Identifying subtype specific networks involved in sensory representation in mouse primary visual cortex

The mammalian brain integrates sensory information to produce relevant behaviors. Understanding how the brain encodes this sensory information has been the focus of many studies in the last decades in neuroscience. These studies have found that some brain areas are specialized in sensory processing: as an example, neurons responding to specific features of visual stimuli (such as given orientation, direction, or position) were found in the visual cerebral cortex. Interestingly, the cerebral cortex is composed of a wide diversity of molecularly, structurally, and functionally distinct neuronal subtypes. This neuronal diversity appears as an important support for sensory processing with different inhibitory subtypes showing diverse modulation of visual response by learning or locomotion. However, most studies exploring the role of inhibitory neuronal subtypes in cortical computation have been limited to a few broad ‘Families’. These few broad Families of cells represent a very poor description of the tremendous number of subtypes identified by using the gene expression of cortical inhibitory neurons: about 60 ‘transcriptomic’ inhibitory subtypes were found in mouse visual cortex. It is therefore of major importance to be able to study these fine neuronal subtypes in vivo to determine how they contribute to sensory processing.
To this aim we defined the following objectives:
1) Develop a method to study the in vivo properties of fine neuronal subtypes
2) Determine whether these diverse neuronal subtypes have diverse activity patterns in vivo
3) Describe the visual properties of these fine neuronal subtypes
4) Link these visual properties to their connectivity patterns

We have successfully developed a reliable experimental pipeline that allows in situ subtype identification with unprecedented power. This method uses the expression of 72 different genes to assign in vivo recorded cells to a fine subtype. Using this pipeline, we recorded and molecularly identified more than 1000 inhibitory neurons in mouse primary visual cortex.

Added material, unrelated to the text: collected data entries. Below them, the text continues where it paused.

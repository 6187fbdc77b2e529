#![allow(dead_code)]

use std::sync::Arc;

use anyhow::Result;
use axum_test::TestServer;
use userdesk_core::database::{InMemoryUserAccountsRepository, UserAccountsRepository};
use userdesk_server::{
    AppState,
    infra::config::{Config, ServeArgs},
    routes::create_app,
};

pub struct TestApp {
    pub server: TestServer,
    pub repo: InMemoryUserAccountsRepository,
}

pub fn test_config() -> Config {
    Config::from_args(&ServeArgs {
        database_url: Some("postgres://userdesk@localhost/userdesk_test".into()),
        port: Some(0),
        host: Some("127.0.0.1".into()),
        ..Default::default()
    })
}

pub fn build_test_app_with(
    repo: InMemoryUserAccountsRepository,
    config: Config,
) -> Result<TestApp> {
    let store: Arc<dyn UserAccountsRepository> = Arc::new(repo.clone());
    let state = AppState::new(store, Arc::new(config));
    let server = TestServer::new(create_app(state))
        .map_err(|err| anyhow::anyhow!(err.to_string()))?;
    Ok(TestApp { server, repo })
}

pub async fn build_test_app() -> Result<TestApp> {
    let repo = InMemoryUserAccountsRepository::new();
    repo.seed("alice", "secret", "2025-01-01").await;
    build_test_app_with(repo, test_config())
}
//! # Userdesk Core
//!
//! Core library for the userdesk administrative backend: account record
//! types, the action dispatcher behind `POST /api/user-action`, and the
//! record store port with its PostgreSQL adapter.
//!
//! ## Overview
//!
//! - **Records**: [`domain::UserRecord`] and the single-field updates the
//!   store understands
//! - **Actions**: a tagged union ([`actions::UserAction`]) decoded leniently
//!   from a JSON payload
//! - **Dispatch**: [`actions::ActionDispatcher`] maps one action to one
//!   single-row statement and classifies the outcome
//! - **Envelope**: [`api_types::ApiEnvelope`], the `{message, data?}`
//!   wrapper every response uses
//! - **Store**: [`database::ports::user_accounts::UserAccountsRepository`]
//!   and its adapters
//!
//! ## Feature Flags
//!
//! - `database`: PostgreSQL adapter (SQLx)
//! - `test-utils`: in-memory record store for tests
//! - `e2e`: tests that require a running PostgreSQL

#![cfg_attr(docsrs, feature(doc_cfg))]
#![allow(missing_docs)]

/// Action decoding and dispatch
pub mod actions;

/// Common API routes
pub mod api_routes;

/// Response envelope shared with the HTTP layer
pub mod api_types;

/// Record store port and adapters
pub mod database;

/// Account record types
pub mod domain;

/// Error taxonomy
pub mod error;

pub use actions::{ActionDispatcher, ActionOutcome, UserAction};
pub use api_types::ApiEnvelope;
pub use domain::{FieldUpdate, NewUserRecord, UserRecord};
pub use error::{ActionError, StoreError, ValidationError};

We found that the visual properties of inhibitory neurons in the primary visual cortex differed greatly between the major Families (Pvalb, Sst, Vip, Sncg and Lamp5). However, the fine subtypes composing these Families of inhibitory cells shared very similar visual responses. In sharp contrast, the modulation by the animal’s state greatly varied even between fine subtypes of the same Family. Strikingly, we found that a single axis of variability, defined using only gene expression, could predict this state modulation across all subtypes we have recorded from. This single axis also correlated with the spike properties of the subtypes as well as with their morphology. These results were collected and published online in a pre-print article (doi: https://doi.org/10.1101/2021.10.24.465600) which was presented at different international conferences (COSYNE, FENS forum, SfN annual meeting) and has just been accepted in principle for publication by the peer-reviewed journal Nature.

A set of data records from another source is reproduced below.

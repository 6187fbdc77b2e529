pub mod cli;

use std::net::{IpAddr, SocketAddr};
use std::path::PathBuf;

use thiserror::Error;
use url::Url;

pub use cli::ServeArgs;

pub const DEFAULT_PORT: u16 = 8080;
pub const DEFAULT_HOST: &str = "0.0.0.0";
pub const DEFAULT_DB_MAX_CONNECTIONS: u32 = 10;

#[derive(Debug, Error)]
pub enum ConfigError {
    #[error("DATABASE_URL must be provided for PostgreSQL connections")]
    MissingDatabaseUrl,

    #[error("invalid PostgreSQL URL: {source}")]
    InvalidDatabaseUrl {
        #[source]
        source: url::ParseError,
    },

    #[error("Invalid database URL: must start with postgres:// or postgresql:// (got {scheme}://)")]
    UnsupportedDatabaseScheme { scheme: String },

    #[error("invalid listen host `{host}`")]
    InvalidHost { host: String },
}

#[derive(Debug, Clone)]
pub struct Config {
    pub server: ServerConfig,
    pub database: DatabaseConfig,
    pub cors: CorsConfig,
    pub static_dir: Option<PathBuf>,
}

#[derive(Debug, Clone)]
pub struct ServerConfig {
    pub host: String,
    pub port: u16,
}

impl ServerConfig {
    pub fn socket_addr(&self) -> Result<SocketAddr, ConfigError> {
        let ip: IpAddr = self.host.parse().map_err(|_| ConfigError::InvalidHost {
            host: self.host.clone(),
        })?;
        Ok(SocketAddr::new(ip, self.port))
    }
}

#[derive(Debug, Clone)]
pub struct DatabaseConfig {
    pub url: Option<String>,
    pub max_connections: u32,
}

impl DatabaseConfig {
    /// The configured URL, validated as a PostgreSQL connection string.
    pub fn require_url(&self) -> Result<&str, ConfigError> {
        let raw = self
            .url
            .as_deref()
            .map(str::trim)
            .filter(|value| !value.is_empty())
            .ok_or(ConfigError::MissingDatabaseUrl)?;

        let parsed =
            Url::parse(raw).map_err(|source| ConfigError::InvalidDatabaseUrl { source })?;
        if !matches!(parsed.scheme(), "postgres" | "postgresql") {
            return Err(ConfigError::UnsupportedDatabaseScheme {
                scheme: parsed.scheme().to_string(),
            });
        }
        Ok(raw)
    }
}

#[derive(Debug, Clone, Default)]
pub struct CorsConfig {
    /// Empty means any origin.
    pub allowed_origins: Vec<String>,
}

impl CorsConfig {
    pub fn is_wildcard_included(&self) -> bool {
        self.allowed_origins.is_empty()
            || self
                .allowed_origins
                .iter()
                .any(|origin| origin.trim() == "*")
    }
}

impl Config {
    pub fn from_args(args: &ServeArgs) -> Self {
        Self {
            server: ServerConfig {
                host: args
                    .host
                    .clone()
                    .unwrap_or_else(|| DEFAULT_HOST.to_string()),
                port: args.port.unwrap_or(DEFAULT_PORT),
            },
            database: DatabaseConfig {
                url: args.database_url.clone(),
                max_connections: args
                    .db_max_connections
                    .filter(|max| *max > 0)
                    .unwrap_or(DEFAULT_DB_MAX_CONNECTIONS),
            },
            cors: CorsConfig {
                allowed_origins: args
                    .cors_allowed_origins
                    .iter()
                    .map(|origin| origin.trim().to_string())
                    .filter(|origin| !origin.is_empty())
                    .collect(),
            },
            static_dir: args.static_dir.clone(),
        }
    }
}

#[cfg(test)]
mod tests {
    use super::*;

    #[test]
    fn defaults_apply_when_flags_are_absent() {
        let config = Config::from_args(&ServeArgs::default());

        assert_eq!(config.server.port, DEFAULT_PORT);
        assert_eq!(config.server.host, DEFAULT_HOST);
        assert_eq!(config.database.max_connections, DEFAULT_DB_MAX_CONNECTIONS);
        assert!(config.cors.is_wildcard_included());
        assert_eq!(
            config.server.socket_addr().expect("default addr"),
            SocketAddr::from(([0, 0, 0, 0], DEFAULT_PORT))
        );
    }

    #[test]
    fn missing_database_url_is_reported() {
        let config = Config::from_args(&ServeArgs {
            database_url: Some("   ".into()),
            ..Default::default()
        });

        assert!(matches!(
            config.database.require_url(),
            Err(ConfigError::MissingDatabaseUrl)
        ));
    }

    #[test]
    fn only_postgres_urls_are_accepted() {
        let mut database = DatabaseConfig {
            url: Some("mysql://localhost/app".into()),
            max_connections: 1,
        };
        assert!(matches!(
            database.require_url(),
            Err(ConfigError::UnsupportedDatabaseScheme { .. })
        ));

        database.url = Some("postgresql://app@localhost:5432/app".into());
        assert_eq!(
            database.require_url().expect("postgres url"),
            "postgresql://app@localhost:5432/app"
        );
    }

    #[test]
    fn explicit_origins_disable_wildcard() {
        let config = Config::from_args(&ServeArgs {
            cors_allowed_origins: vec![" https://admin.example ".into(), String::new()],
            ..Default::default()
        });

        assert_eq!(config.cors.allowed_origins, vec!["https://admin.example"]);
        assert!(!config.cors.is_wildcard_included());
    }
}
use axum::{Json, extract::State};
use tracing::{error, info};
use userdesk_core::{ApiEnvelope, UserRecord};

use crate::{
    AppState,
    errors::{AppError, AppResult},
};

/// `GET /api/usuarios`: every account ordered by id, password excluded.
pub async fn list_users_handler(
    State(state): State<AppState>,
) -> AppResult<Json<ApiEnvelope<Vec<UserRecord>>>> {
    let users = state.users().list_users().await.map_err(|err| {
        error!(error = %err, "failed to list users");
        AppError::internal(format!("Error fetching users: {}", err))
    })?;

    info!("Retrieved {} users", users.len());
    Ok(Json(ApiEnvelope::with_data("Users listed successfully", users)))
}
use gbst_dashboard::config::Config;
use gbst_dashboard::sheets::{load_workbook, source::source_from_config, SheetName};
use serde_json::json;
use std::env;
use std::fs;
use std::path::PathBuf;

/// Fetches the named sheets (all by default) and writes their manifests
/// to `<OUT_DIR>/sheet_manifest.json`. Exits 2 when a sheet failed to
/// load or lacks expected columns.
#[tokio::main]
async fn main() {
    let cfg = Config::from_env();
    let requested: Vec<String> = env::args().skip(1).collect();
    let sheets: Vec<SheetName> = if requested.is_empty() {
        SheetName::ALL.to_vec()
    } else {
        let mut out = Vec::new();
        for name in &requested {
            match SheetName::parse(name) {
                Some(s) => out.push(s),
                None => {
                    eprintln!("unknown sheet {:?}", name);
                    eprintln!("known sheets: {:?}", SheetName::ALL.iter().map(|s| s.as_str()).collect::<Vec<_>>());
                    std::process::exit(1);
                }
            }
        }
        out
    };

    let source = match source_from_config(&cfg) {
        Ok(s) => s,
        Err(err) => {
            eprintln!("source setup failed: {:#}", err);
            std::process::exit(3);
        }
    };
    let wb = load_workbook(source.as_ref(), &sheets).await;

    let incomplete: Vec<&str> = wb
        .manifests
        .iter()
        .filter(|m| !m.missing_columns.is_empty() || m.row_count == 0)
        .map(|m| m.sheet.as_str())
        .collect();
    for m in &wb.manifests {
        println!(
            "{:<16} rows={:<6} cols={:<3} sha256={} {}",
            m.sheet,
            m.row_count,
            m.columns.len(),
            &m.hash_sha256[..12.min(m.hash_sha256.len())],
            m.warnings.join("; ")
        );
    }
    for err in &wb.errors {
        eprintln!("{}", err);
    }

    let out_dir = PathBuf::from(&cfg.out_dir);
    let out_path = out_dir.join("sheet_manifest.json");
    let payload = json!({
        "source": source.describe(),
        "params": cfg.params_fingerprint(),
        "manifests": &wb.manifests,
        "errors": &wb.errors,
    });
    let written = fs::create_dir_all(&out_dir)
        .and_then(|_| serde_json::to_string_pretty(&payload).map_err(std::io::Error::from))
        .and_then(|body| fs::write(&out_path, body));
    if let Err(err) = written {
        eprintln!("failed to write {}: {}", out_path.display(), err);
        std::process::exit(4);
    }
    println!("wrote manifest {}", out_path.display());

    if !wb.errors.is_empty() || !incomplete.is_empty() {
        std::process::exit(2);
    }
}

We are currently still exploring how the connectivity of these fine subtypes can determine their tuning properties. In particular, we are using retrograde tracing to decipher whether excitatory cells with different modulation by the animal’s arousal are connected by diverse neuronal subtypes and how this relates with their in vivo properties.

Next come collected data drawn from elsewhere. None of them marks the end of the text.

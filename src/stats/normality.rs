//! Normality tests against a fitted normal distribution.

use serde::Serialize;

use super::special::{kolmogorov_sf, norm_cdf, norm_ppf};
use crate::metrics;

#[derive(Debug, Clone, Copy, PartialEq, Eq, Serialize)]
pub enum NormalityTest {
    KolmogorovSmirnov,
    Lilliefors,
    ShapiroWilk,
    DAgostinoK2,
}

impl NormalityTest {
    pub const ALL: [NormalityTest; 4] = [
        NormalityTest::KolmogorovSmirnov,
        NormalityTest::Lilliefors,
        NormalityTest::ShapiroWilk,
        NormalityTest::DAgostinoK2,
    ];

    pub fn as_str(&self) -> &'static str {
        match self {
            NormalityTest::KolmogorovSmirnov => "Kolmogorov-Smirnov",
            NormalityTest::Lilliefors => "Lilliefors",
            NormalityTest::ShapiroWilk => "Shapiro-Wilk",
            NormalityTest::DAgostinoK2 => "D'Agostino K2",
        }
    }

    /// Smallest sample the test is defined for.
    pub fn min_n(&self) -> usize {
        match self {
            NormalityTest::KolmogorovSmirnov | NormalityTest::Lilliefors => 4,
            NormalityTest::ShapiroWilk => 3,
            NormalityTest::DAgostinoK2 => 8,
        }
    }

    pub fn run(&self, values: &[f64]) -> Option<TestOutcome> {
        let (statistic, p_value) = match self {
            NormalityTest::KolmogorovSmirnov => kolmogorov_smirnov(values)?,
            NormalityTest::Lilliefors => lilliefors(values)?,
            NormalityTest::ShapiroWilk => shapiro_wilk(values)?,
            NormalityTest::DAgostinoK2 => dagostino_k2(values)?,
        };
        Some(TestOutcome { test: *self, statistic, p_value })
    }
}

#[derive(Debug, Clone, PartialEq, Serialize)]
pub struct TestOutcome {
    pub test: NormalityTest,
    pub statistic: f64,
    pub p_value: f64,
}

fn sorted(values: &[f64]) -> Vec<f64> {
    let mut v: Vec<f64> = values.iter().cloned().filter(|x| x.is_finite()).collect();
    v.sort_by(|a, b| a.partial_cmp(b).unwrap_or(std::cmp::Ordering::Equal));
    v
}

/// Largest gap between the empirical cdf and N(mean, sd).
fn ks_distance(sorted: &[f64]) -> Option<f64> {
    let mean = metrics::mean(sorted)?;
    let sd = metrics::std_sample(sorted)?;
    if sd <= 0.0 {
        return None;
    }
    let n = sorted.len() as f64;
    let d = sorted
        .iter()
        .enumerate()
        .map(|(i, x)| {
            let f = norm_cdf((x - mean) / sd);
            let i = i as f64;
            ((i + 1.0) / n - f).max(f - i / n)
        })
        .fold(0.0, f64::max);
    Some(d)
}

/// KS against the fitted normal with the asymptotic Kolmogorov p-value.
pub fn kolmogorov_smirnov(values: &[f64]) -> Option<(f64, f64)> {
    let x = sorted(values);
    if x.len() < NormalityTest::KolmogorovSmirnov.min_n() {
        return None;
    }
    let d = ks_distance(&x)?;
    let sn = (x.len() as f64).sqrt();
    let p = kolmogorov_sf((sn + 0.12 + 0.11 / sn) * d);
    Some((d, p))
}

/// Same distance, Dallal-Wilkinson p-value for estimated parameters.
/// The approximation is accurate below 0.1; larger values are capped at 1.
pub fn lilliefors(values: &[f64]) -> Option<(f64, f64)> {
    let x = sorted(values);
    if x.len() < NormalityTest::Lilliefors.min_n() {
        return None;
    }
    let d = ks_distance(&x)?;
    let (mut dd, mut n) = (d, x.len() as f64);
    if n > 100.0 {
        dd *= (n / 100.0).powf(0.49);
        n = 100.0;
    }
    let p = (-7.01256 * dd * dd * (n + 2.78019) + 2.99587 * dd * (n + 2.78019).sqrt() - 0.122119
        + 0.974598 / n.sqrt()
        + 1.67997 / n)
        .exp();
    Some((d, p.clamp(0.0, 1.0)))
}

fn poly(coef: &[f64], x: f64) -> f64 {
    coef.iter().rev().fold(0.0, |acc, c| acc * x + c)
}

/// Shapiro-Wilk W with Royston's coefficients and p-value, `3 <= n <= 5000`.
pub fn shapiro_wilk(values: &[f64]) -> Option<(f64, f64)> {
    let x = sorted(values);
    let n = x.len();
    if !(3..=5000).contains(&n) {
        return None;
    }
    let mean = metrics::mean(&x)?;
    let ss: f64 = x.iter().map(|v| (v - mean).powi(2)).sum();
    if ss <= 0.0 {
        return None;
    }
    let nf = n as f64;

    let a: Vec<f64> = if n == 3 {
        let h = 0.5f64.sqrt();
        vec![-h, 0.0, h]
    } else {
        let m: Vec<f64> = (1..=n).map(|i| norm_ppf((i as f64 - 0.375) / (nf + 0.25))).collect();
        let mm: f64 = m.iter().map(|v| v * v).sum();
        let u = 1.0 / nf.sqrt();
        let an = m[n - 1] / mm.sqrt() + poly(&[0.0, 0.221157, -0.147981, -2.071190, 4.434685, -2.706056], u);
        let mut a = vec![0.0; n];
        if n > 5 {
            let an1 =
                m[n - 2] / mm.sqrt() + poly(&[0.0, 0.042981, -0.293762, -1.752461, 5.682633, -3.582633], u);
            let phi = (mm - 2.0 * m[n - 1].powi(2) - 2.0 * m[n - 2].powi(2))
                / (1.0 - 2.0 * an * an - 2.0 * an1 * an1);
            for i in 2..n - 2 {
                a[i] = m[i] / phi.sqrt();
            }
            a[1] = -an1;
            a[n - 2] = an1;
        } else {
            let phi = (mm - 2.0 * m[n - 1].powi(2)) / (1.0 - 2.0 * an * an);
            for i in 1..n - 1 {
                a[i] = m[i] / phi.sqrt();
            }
        }
        a[0] = -an;
        a[n - 1] = an;
        a
    };

    let num: f64 = a.iter().zip(&x).map(|(ai, xi)| ai * xi).sum();
    let w = (num * num / ss).min(1.0);

    let p = if n == 3 {
        let p = 6.0 / std::f64::consts::PI * (w.sqrt().asin() - 0.75f64.sqrt().asin());
        p.clamp(0.0, 1.0)
    } else if n <= 11 {
        let gamma = poly(&[-2.273, 0.459], nf);
        let mu = poly(&[0.5440, -0.39978, 0.025054, -0.0006714], nf);
        let sigma = poly(&[1.3822, -0.77857, 0.062767, -0.0020322], nf).exp();
        let y = (1.0 - w).ln();
        if y >= gamma {
            0.0
        } else {
            let z = (-(gamma - y).ln() - mu) / sigma;
            1.0 - norm_cdf(z)
        }
    } else {
        let ln_n = nf.ln();
        let mu = poly(&[-1.5861, -0.31082, -0.083751, 0.0038915], ln_n);
        let sigma = poly(&[-0.4803, -0.082676, 0.0030302], ln_n).exp();
        let z = ((1.0 - w).ln() - mu) / sigma;
        1.0 - norm_cdf(z)
    };
    Some((w, p))
}

fn central_moment(x: &[f64], mean: f64, k: i32) -> f64 {
    x.iter().map(|v| (v - mean).powi(k)).sum::<f64>() / x.len() as f64
}

fn skew_z(n: f64, b1: f64) -> f64 {
    let y = b1 * ((n + 1.0) * (n + 3.0) / (6.0 * (n - 2.0))).sqrt();
    let beta2 = 3.0 * (n * n + 27.0 * n - 70.0) * (n + 1.0) * (n + 3.0)
        / ((n - 2.0) * (n + 5.0) * (n + 7.0) * (n + 9.0));
    let w2 = -1.0 + (2.0 * (beta2 - 1.0)).sqrt();
    let delta = 1.0 / (0.5 * w2.ln()).sqrt();
    let alpha = (2.0 / (w2 - 1.0)).sqrt();
    let y = if y == 0.0 { 1.0 } else { y };
    delta * (y / alpha + ((y / alpha).powi(2) + 1.0).sqrt()).ln()
}

fn kurtosis_z(n: f64, b2: f64) -> f64 {
    let e = 3.0 * (n - 1.0) / (n + 1.0);
    let var_b2 = 24.0 * n * (n - 2.0) * (n - 3.0) / ((n + 1.0) * (n + 1.0) * (n + 3.0) * (n + 5.0));
    let x = (b2 - e) / var_b2.sqrt();
    let sqrt_beta1 = 6.0 * (n * n - 5.0 * n + 2.0) / ((n + 7.0) * (n + 9.0))
        * (6.0 * (n + 3.0) * (n + 5.0) / (n * (n - 2.0) * (n - 3.0))).sqrt();
    let a = 6.0 + 8.0 / sqrt_beta1 * (2.0 / sqrt_beta1 + (1.0 + 4.0 / (sqrt_beta1 * sqrt_beta1)).sqrt());
    let term1 = 1.0 - 2.0 / (9.0 * a);
    let denom = 1.0 + x * (2.0 / (a - 4.0)).sqrt();
    let term2 = denom.signum() * ((1.0 - 2.0 / a) / denom.abs()).cbrt();
    (term1 - term2) / (2.0 / (9.0 * a)).sqrt()
}

/// D'Agostino-Pearson omnibus K² = Z(skew)² + Z(kurtosis)², chi-square(2) tail.
pub fn dagostino_k2(values: &[f64]) -> Option<(f64, f64)> {
    let x = sorted(values);
    if x.len() < NormalityTest::DAgostinoK2.min_n() {
        return None;
    }
    let n = x.len() as f64;
    let mean = metrics::mean(&x)?;
    let m2 = central_moment(&x, mean, 2);
    if m2 <= 0.0 {
        return None;
    }
    let b1 = central_moment(&x, mean, 3) / m2.powf(1.5);
    let b2 = central_moment(&x, mean, 4) / (m2 * m2);
    let k2 = skew_z(n, b1).powi(2) + kurtosis_z(n, b2).powi(2);
    if !k2.is_finite() {
        return None;
    }
    Some((k2, (-k2 / 2.0).exp()))
}

#[derive(Debug, Clone, PartialEq, Serialize)]
pub struct NormalityVerdict {
    pub n: usize,
    pub outcomes: Vec<TestOutcome>,
    pub passed: usize,
    pub normal: bool,
}

/// Runs every applicable test; normal when a strict majority has `p > alpha`.
/// No applicable test means not normal.
pub fn assess(values: &[f64], alpha: f64) -> NormalityVerdict {
    let outcomes: Vec<TestOutcome> = NormalityTest::ALL.iter().filter_map(|t| t.run(values)).collect();
    let passed = outcomes.iter().filter(|o| o.p_value > alpha).count();
    NormalityVerdict {
        n: values.len(),
        normal: !outcomes.is_empty() && passed * 2 > outcomes.len(),
        passed,
        outcomes,
    }
}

Our results provide the first large-scale in vivo functional assessment of fine inhibitory subtypes in the cerebral cortex. As such, it extends our current knowledge of the role of these subtypes far beyond the current state of the art, providing crucial information about subtype specific visual properties and state modulation. All the data were made publicly available to allow other scientists to explore this very rich dataset spanning multiple dimensions of neuronal activity and subtypes (https://doi.org/10.6084/m9.figshare.19448531.v1). The study we have published provides a framework for all future studies of the in vivo function of fine subtypes and also identifies a critical transcriptomic axis that has deep implications for cortical development and function.
More generally, subtype-specific disfunctions have been involved in several brain disorders, and fine tuning of inhibition in cortex is critical to maintain proper brain function. Our method and our results will support future studies exploring the involvement of these fine subtypes in brain disorders.